● **Work to be completed**:
Your answer should be an exact copy of the listing.

● **Data records**:
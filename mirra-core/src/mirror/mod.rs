//! The mirroring pipeline: resolve a sink, provision a surface, bind the
//! capture projection to it, and watch frame cadence while it runs.

pub mod binding;
pub mod encoder;
pub mod provision;
pub mod resolver;
pub mod session;
pub mod settings;
pub mod telemetry;
pub mod types;

pub use binding::{VIRTUAL_DISPLAY_NAME, VirtualDisplayBinding, binding_flags};
pub use encoder::{DiscardSink, EncoderSettings, H264_MIME, target_bitrate};
pub use provision::{
    BufferedImageSurface, EncoderInputSurface, PresentationSurface, RenderSurface,
    SurfaceProvisioner, image_queue_settings,
};
pub use resolver::{Hotplug, HotplugEvents, Route, SinkResolver};
pub use session::MirroringSession;
pub use settings::{SessionTuning, SettingsAccess, StaticSettings};
pub use telemetry::{CadenceSummary, FrameCadence, FrameSample};
pub use types::{
    CaptureGrant, ConnectionMode, PixelFormat, RESULT_OK, SessionConfiguration, SurfaceKind,
    TargetDisplay,
};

● **Written solution**:
filename mirra-core/src/mirror/mod.rs
//! The mirroring pipeline: resolve a sink, provision a surface, bind the
//! capture projection to it, and watch frame cadence while it runs.

pub mod binding;
pub mod encoder;
pub mod provision;
pub mod resolver;
pub mod session;
pub mod settings;
pub mod telemetry;
pub mod types;

pub use binding::{VIRTUAL_DISPLAY_NAME, VirtualDisplayBinding, binding_flags};
pub use encoder::{DiscardSink, EncoderSettings, H264_MIME, target_bitrate};
pub use provision::{
    BufferedImageSurface, EncoderInputSurface, PresentationSurface, RenderSurface,
    SurfaceProvisioner, image_queue_settings,
};
pub use resolver::{Hotplug, HotplugEvents, Route, SinkResolver};
pub use session::MirroringSession;
pub use settings::{SessionTuning, SettingsAccess, StaticSettings};
pub use telemetry::{CadenceSummary, FrameCadence, FrameSample};
pub use types::{
    CaptureGrant, ConnectionMode, PixelFormat, RESULT_OK, SessionConfiguration, SurfaceKind,
    TargetDisplay,
};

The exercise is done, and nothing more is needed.